Depois de em Fevereiro deste ano André Ventura, líder e deputado do Chega!, ter sido o primeiro a arrancar para Belém, os dias de pandemia deixaram para segundo plano a eleição presidencial. Ventura tem feito jantares e almoços com apoiantes um pouco por todo o país, mas sem cobertura dos Media mergulhados no Covid-19. Deste ponto de vista, o actual PR acaba por ser quem mais ganha, pois é maior a sua visibilidade.

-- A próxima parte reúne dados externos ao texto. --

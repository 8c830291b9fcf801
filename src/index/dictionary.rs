//! On-disk open-addressed hashtable mapping terms to postings blobs.
//!
//! The table is a fixed number of 13-byte slots:
//!
//! ```text
//! [marker: u8][offset: u64 LE][length: u32 LE]
//! ```
//!
//! The term itself is not stored in the slot. A probe resolves the term of an
//! occupied slot by reading the leading token of the blob it points to. A slot
//! whose marker is not [`VALID_MARKER`] is empty; a fresh table is zero-filled.
//!
//! A table being written is accessed through positional file reads. A
//! committed table opened with [`DictionaryStore::open`] is memory-mapped, so
//! one store can serve lookups from many threads.

use crate::error::{IndexError, Result};
use crate::index::data::{BlobRead, read_exact_at};
use crate::index::postings::leading_term;
use memmap2::Mmap;
use std::fs::{File, OpenOptions};
use std::io::{self, BufReader, Read, Seek, SeekFrom, Write};
use std::path::{Path, PathBuf};
use tracing::warn;

/// Size of one dictionary slot in bytes
pub const RECORD_LEN: u64 = 1 + 8 + 4;

/// Marker byte of an occupied slot
pub const VALID_MARKER: u8 = 75;

/// Pointer from a dictionary slot into the data store
#[derive(Debug, Clone, Copy, PartialEq, Eq)]
pub struct DictEntry {
    pub offset: u64,
    pub length: u32,
}

impl DictEntry {
    pub fn new(offset: u64, length: u32) -> Self {
        Self { offset, length }
    }

    pub fn encode(&self) -> [u8; RECORD_LEN as usize] {
        let mut buf = [0u8; RECORD_LEN as usize];
        buf[0] = VALID_MARKER;
        buf[1..9].copy_from_slice(&self.offset.to_le_bytes());
        buf[9..13].copy_from_slice(&self.length.to_le_bytes());
        buf
    }

    /// Decode a raw slot; `None` for an empty or corrupt slot
    pub fn decode(buf: &[u8]) -> Option<Self> {
        if buf.len() < RECORD_LEN as usize || buf[0] != VALID_MARKER {
            return None;
        }
        let offset = u64::from_le_bytes(buf[1..9].try_into().ok()?);
        let length = u32::from_le_bytes(buf[9..13].try_into().ok()?);
        Some(Self { offset, length })
    }
}

/// Polynomial hash over the term's characters, base 101.
///
/// Overflow wraps; the absolute value is taken before reduction.
pub fn term_hash(term: &str) -> u64 {
    term.chars()
        .fold(0i64, |h, c| h.wrapping_mul(101).wrapping_add(c as i64))
        .unsigned_abs()
}

/// First slot probed for `term`
pub fn home_slot(term: &str, table_size: u64) -> u64 {
    term_hash(term) % table_size
}

/// Result of comparing a probed slot against a term
enum SlotMatch {
    Same,
    Different,
    /// Blob missing or headerless; the slot counts as empty
    Unreadable,
}

/// Backing storage of the slot array
enum Slots {
    /// Table under construction
    File(File),
    /// Committed, read-only table
    Mapped(Mmap),
}

/// Fixed-size on-disk hashtable
pub struct DictionaryStore {
    path: PathBuf,
    slots: Slots,
    table_size: u64,
    /// Slots filled through this handle
    occupied: u64,
    /// Probe collisions seen by [`DictionaryStore::write`]
    collisions: u64,
}

impl DictionaryStore {
    /// Create an empty table of `table_size` slots, truncating any previous file
    pub fn create(path: &Path, table_size: u64) -> Result<Self> {
        if table_size == 0 {
            return Err(IndexError::config("dictionary table_size must be at least 1"));
        }

        let file = OpenOptions::new()
            .read(true)
            .write(true)
            .create(true)
            .truncate(true)
            .open(path)?;
        file.set_len(table_size * RECORD_LEN)?;

        Ok(Self {
            path: path.to_path_buf(),
            slots: Slots::File(file),
            table_size,
            occupied: 0,
            collisions: 0,
        })
    }

    /// Map an existing table read-only; the slot count comes from the file length
    pub fn open(path: &Path) -> Result<Self> {
        let file = File::open(path)?;
        let table_size = file.metadata()?.len() / RECORD_LEN;
        if table_size == 0 {
            return Err(IndexError::config(format!(
                "{} holds no dictionary slots",
                path.display()
            )));
        }

        // SAFETY: committed tables are replaced by rename, never rewritten in place
        let mmap = unsafe { Mmap::map(&file)? };

        Ok(Self {
            path: path.to_path_buf(),
            slots: Slots::Mapped(mmap),
            table_size,
            occupied: 0,
            collisions: 0,
        })
    }

    pub fn table_size(&self) -> u64 {
        self.table_size
    }

    /// Terms written through this handle
    pub fn len(&self) -> u64 {
        self.occupied
    }

    pub fn is_empty(&self) -> bool {
        self.occupied == 0
    }

    /// Total probe collisions while writing through this handle
    pub fn collisions(&self) -> u64 {
        self.collisions
    }

    pub fn path(&self) -> &Path {
        &self.path
    }

    /// Decode the raw record in `slot` (byte offset `slot * RECORD_LEN`).
    ///
    /// Used for sequential scans; no blob is read.
    pub fn read_at(&self, slot: u64) -> Result<Option<DictEntry>> {
        if slot >= self.table_size {
            return Ok(None);
        }

        let start = slot * RECORD_LEN;
        match &self.slots {
            Slots::Mapped(mmap) => {
                let record = usize::try_from(start)
                    .ok()
                    .and_then(|start| mmap.get(start..start + RECORD_LEN as usize));
                Ok(record.and_then(DictEntry::decode))
            }
            Slots::File(file) => {
                let mut buf = [0u8; RECORD_LEN as usize];
                match read_exact_at(file, &mut buf, start) {
                    Ok(()) => Ok(DictEntry::decode(&buf)),
                    Err(e) if e.kind() == io::ErrorKind::UnexpectedEof => Ok(None),
                    Err(e) => Err(e.into()),
                }
            }
        }
    }

    fn write_slot(&mut self, slot: u64, entry: DictEntry) -> Result<()> {
        let Slots::File(file) = &mut self.slots else {
            return Err(io::Error::new(
                io::ErrorKind::PermissionDenied,
                format!("{} is opened read-only", self.path.display()),
            )
            .into());
        };
        file.seek(SeekFrom::Start(slot * RECORD_LEN))?;
        file.write_all(&entry.encode())?;
        Ok(())
    }

    fn compare<B: BlobRead>(&self, entry: DictEntry, term: &str, data: &B) -> Result<SlotMatch> {
        let Some(blob) = data.read_blob(entry.offset, entry.length)? else {
            return Ok(SlotMatch::Unreadable);
        };
        Ok(match leading_term(&blob) {
            Some(stored) if stored == term.as_bytes() => SlotMatch::Same,
            Some(_) => SlotMatch::Different,
            None => SlotMatch::Unreadable,
        })
    }

    /// Insert `term` pointing at `entry`.
    ///
    /// Probes linearly from the term's home slot past slots holding other
    /// terms, and writes into the first empty slot (or over the slot already
    /// holding `term`). Returns the collisions met on the way.
    pub fn write<B: BlobRead>(&mut self, term: &str, entry: DictEntry, data: &B) -> Result<u64> {
        let mut slot = home_slot(term, self.table_size);
        let mut collisions = 0;

        for _ in 0..self.table_size {
            match self.read_at(slot)? {
                None => {
                    if self.occupied >= self.table_size {
                        break;
                    }
                    self.write_slot(slot, entry)?;
                    self.occupied += 1;
                    self.collisions += collisions;
                    return Ok(collisions);
                }
                Some(existing) => match self.compare(existing, term, data)? {
                    SlotMatch::Same => {
                        self.write_slot(slot, entry)?;
                        self.collisions += collisions;
                        return Ok(collisions);
                    }
                    SlotMatch::Unreadable => {
                        warn!(slot, path = %self.path.display(), "overwriting unreadable dictionary slot");
                        self.write_slot(slot, entry)?;
                        self.collisions += collisions;
                        return Ok(collisions);
                    }
                    SlotMatch::Different => {
                        collisions += 1;
                        slot = (slot + 1) % self.table_size;
                    }
                },
            }
        }

        Err(IndexError::CapacityExceeded {
            terms: self.occupied + 1,
            capacity: self.table_size,
        })
    }

    /// Find the slot holding `term`
    pub fn locate<B: BlobRead>(&self, term: &str, data: &B) -> Result<Option<(u64, DictEntry)>> {
        let mut slot = home_slot(term, self.table_size);

        for _ in 0..self.table_size {
            let Some(entry) = self.read_at(slot)? else {
                return Ok(None);
            };
            match self.compare(entry, term, data)? {
                SlotMatch::Same => return Ok(Some((slot, entry))),
                SlotMatch::Different => slot = (slot + 1) % self.table_size,
                SlotMatch::Unreadable => return Ok(None),
            }
        }

        Ok(None)
    }

    /// Look up the blob pointer for `term`
    pub fn read<B: BlobRead>(&self, term: &str, data: &B) -> Result<Option<DictEntry>> {
        Ok(self.locate(term, data)?.map(|(_, entry)| entry))
    }

    /// Iterate over every valid slot in table order
    pub fn scan(&self) -> Result<DictScan> {
        // Own handle so the scan cursor is independent of probe seeks
        let file = File::open(&self.path)?;

        Ok(DictScan {
            reader: BufReader::with_capacity(64 * 1024, file),
            slot: 0,
            table_size: self.table_size,
        })
    }

    /// Flush the table to disk
    pub fn sync(&self) -> Result<()> {
        if let Slots::File(file) = &self.slots {
            file.sync_data()?;
        }
        Ok(())
    }
}

/// Sequential scan over a dictionary's occupied slots
pub struct DictScan {
    reader: BufReader<File>,
    slot: u64,
    table_size: u64,
}

impl Iterator for DictScan {
    type Item = Result<(u64, DictEntry)>;

    fn next(&mut self) -> Option<Self::Item> {
        let mut buf = [0u8; RECORD_LEN as usize];

        while self.slot < self.table_size {
            let slot = self.slot;
            self.slot += 1;

            match self.reader.read_exact(&mut buf) {
                Ok(()) => {
                    if let Some(entry) = DictEntry::decode(&buf) {
                        return Some(Ok((slot, entry)));
                    }
                }
                Err(e) if e.kind() == io::ErrorKind::UnexpectedEof => {
                    self.slot = self.table_size;
                    return None;
                }
                Err(e) => return Some(Err(e.into())),
            }
        }

        None
    }
}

Uma campanha presidencial tem custos elevados, e o apoio de um partido à candidatura dá uma rede de base aos candidatos. Mas a questão dos apoios financeiros é uma matéria séria, que já tem deixado candidatos em apuros em todos os quadrantes políticos. Basta lembrar que Freitas do Amaral e Maria de Belém ficaram pessoalmente com dívidas das campanhas por pagar, isto por terem dado o aval pessoal a despesas que não tinham cobertura nos fundos angariados.

Tiago Mayan Gonçalves

O advogado Tiago Mayan Gonçalves anunciou que é o “primeiro candidato genuinamente liberal” à Presidência da República, uma corrida às eleições do próximo ano que tem o apoio da Iniciativa Liberal, partido do qual é membro fundador. Fonte oficial da Iniciativa Liberal refere que “foi com grande entusiasmo que recebeu a disponibilidade e motivação do Tiago Mayan Gonçalves para assumir uma candidatura à Presidência da República”, considerando o partido liderado pelo deputado João Cotrim Figueiredo que assim fica garantido que “na eleição para a mais alta função da nação os portugueses terão um candidato verdadeiramente liberal no qual votar”.

Foi através de um vídeo divulgado nas redes sociais que o advogado de 43 anos, nascido e criado no Porto, anunciou que é candidato “para que um grande espaço político tenha em quem votar, um espaço político que congrega liberais mas também pessoas que não se revêem num Presidente, como Marcelo Rebelo de Sousa, que abdicou de o ser”.

“Olá, sou o Tiago Mayan Gonçalves e sou candidato à Presidência da República. Sou o primeiro candidato genuinamente liberal à Presidência”, afirma, no arranque do vídeo, gravado na Pérgola da Foz, na Avenida Brasil, um dos locais icónicos da cidade portuense. O membro fundador da Iniciativa Liberal – que actualmente preside ao Conselho de Jurisdição – manifesta “muito orgulho em ter o apoio do partido que trouxe uma forma diferente de pensar e de fazer política a Portugal”.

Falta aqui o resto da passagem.